Published: 2015-09-28T21:00:00+00:00
Monocalcium phosphate
CaH2P2O8
* * *
CFR number
182.1217
* * *
E number
E341(i)
* * *
CAS number
7758-23-8
* * *
Synonyms or siblings
Calcium hydrogen phosphate, Tricalcium phosphate
* * *
Function
Process and Prep- Leavening Agent, Stabilizer
Preservative-Antioxidant
Description
The third basic ingredient in baking powder, after baking soda [p. 18] and sodium acid pyrophosphate [p. 152], monocalcium phosphate is just a simple blend of calcium and phosphoric acid. It’s basically just dry phosphoric acid, put into baking powder (or any leavening mix) so that it will react with the baking soda to create a mad fizz when it’s introduced to water or milk. It can also be used to add the tart tang to dry beverage mixes.
Eben Norton Horsford, the inventor of baking powder and a former Harvard chemistry professor, experimented for years with hundreds of calcium phosphate sources in order to create a powdered acid to mix with baking soda. The first reliable source (marketed in 1859) was animal bones from local slaughterhouses soaked in sulfuric acid.

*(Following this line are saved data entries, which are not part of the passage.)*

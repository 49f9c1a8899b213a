//! Pinch analog control — hold-and-commit adjustment along one locked axis.
//!
//! While a pinch is held the index fingertip's displacement from where the
//! pinch started is turned into a level on each axis.  The dominant axis
//! beyond the dead zone is locked, and its level has to hold steady for a
//! number of frames before it is committed and reported.

use tracing::debug;

use crate::hand::fingers::round_tenths;
use crate::hand::{HandJoint, HandObservation};

/// Fingertip tracked during a pinch.
pub const PINCH_JOINT: HandJoint = HandJoint::IndexTip;

/// Axis of an analog adjustment.
#[derive(Debug, Clone, Copy, PartialEq, Eq)]
pub enum PinchAxis {
    Horizontal,
    Vertical,
}

impl PinchAxis {
    pub fn as_str(&self) -> &'static str {
        match self {
            Self::Horizontal => "horizontal",
            Self::Vertical => "vertical",
        }
    }
}

/// A committed level on a locked axis.
#[derive(Debug, Clone, Copy, PartialEq)]
pub struct PinchCommit {
    pub axis: PinchAxis,
    /// Signed level; positive is right or up.
    pub level: f32,
}

/// Pinch thresholds.
#[derive(Debug, Clone)]
pub struct PinchConfig {
    /// Dead zone on the level and the allowed wobble while holding.
    pub threshold: f32,
    /// Frames a level must hold before it is committed.
    pub hold_frames: u32,
    /// Normalized displacement to level multiplier.
    pub level_scale: f32,
}

impl Default for PinchConfig {
    fn default() -> Self {
        Self {
            threshold: 0.3,
            hold_frames: 5,
            level_scale: 10.0,
        }
    }
}

#[derive(Debug, Clone, Default)]
pub struct PinchAnalogController {
    pub config: PinchConfig,
    /// Fingertip position when the pinch started.
    start: Option<(f32, f32)>,
    /// Last committed level.
    committed: f32,
    /// Level currently being held.
    pending: f32,
    /// Frames the pending level has held.
    hold: u32,
    /// Axis locked by the most recent out-of-dead-zone frame.
    axis: Option<PinchAxis>,
}

impl PinchAnalogController {
    pub fn new(config: PinchConfig) -> Self {
        Self {
            config,
            ..Default::default()
        }
    }

    /// Start a pinch session at the current fingertip position.
    pub fn init(&mut self, obs: &HandObservation) {
        let tip = obs.joint(PINCH_JOINT);
        self.start = Some((tip.x, tip.y));
        self.committed = 0.0;
        self.pending = 0.0;
        self.hold = 0;
        self.axis = None;
        debug!(
            "Pinch session started: {} at ({:.3}, {:.3})",
            PINCH_JOINT.as_str(),
            tip.x,
            tip.y
        );
    }

    /// Horizontal and vertical levels relative to the pinch start.  Vertical
    /// is inverted so moving up is positive.
    pub fn levels(&self, obs: &HandObservation) -> Option<(f32, f32)> {
        let (sx, sy) = self.start?;
        let tip = obs.joint(PINCH_JOINT);
        let scale = self.config.level_scale;
        Some((
            round_tenths((tip.x - sx) * scale),
            round_tenths((sy - tip.y) * scale),
        ))
    }

    /// Advance one frame of a held pinch.  Returns a commit on the frame the
    /// hold counter reaches `hold_frames`.
    pub fn update(&mut self, obs: &HandObservation) -> Option<PinchCommit> {
        debug_assert!(self.start.is_some(), "pinch update before init");
        let (level_x, level_y) = self.levels(obs)?;
        let threshold = self.config.threshold;

        let tentative = if level_y.abs() > level_x.abs() && level_y.abs() > threshold {
            Some((PinchAxis::Vertical, level_y))
        } else if level_x.abs() > threshold {
            Some((PinchAxis::Horizontal, level_x))
        } else {
            None
        };

        let (axis, level) = tentative?;
        self.axis = Some(axis);
        if (self.pending - level).abs() < threshold {
            self.hold += 1;
        } else {
            self.pending = level;
            self.hold = 0;
        }

        if self.hold != self.config.hold_frames {
            return None;
        }

        self.committed = self.pending;
        self.hold = 0;
        debug!(
            "Pinch commit: {} level {:.1}",
            axis.as_str(),
            self.committed
        );
        Some(PinchCommit {
            axis,
            level: self.committed,
        })
    }

    pub fn committed_level(&self) -> f32 {
        self.committed
    }

    pub fn axis(&self) -> Option<PinchAxis> {
        self.axis
    }

    pub fn is_active(&self) -> bool {
        self.start.is_some()
    }

    /// End the session.
    pub fn clear(&mut self) {
        self.start = None;
        self.hold = 0;
        self.axis = None;
    }
}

Good idea, nasty process.
Happily, a cleaner calcium source—limestone—presented itself as time moved on. Mined in the Midwest mostly for industrial use, calcium lime plays essential roles in construction, steelmaking, water treatment, and a host of other industries. Cooked at high heat into calcium oxide, or quicklime, the highly reactive stone (it burns if it gets wet) is shipped in sealed boxcars to the baking powder plant. Mixed with phosphoric acid in an intense reaction, the resulting thick liquid is dried slowly into the small, white crystals. They’ll be mixed with sodium acid pyrophosphate and baking soda, and packaged into those little cans of baking powder we know and love.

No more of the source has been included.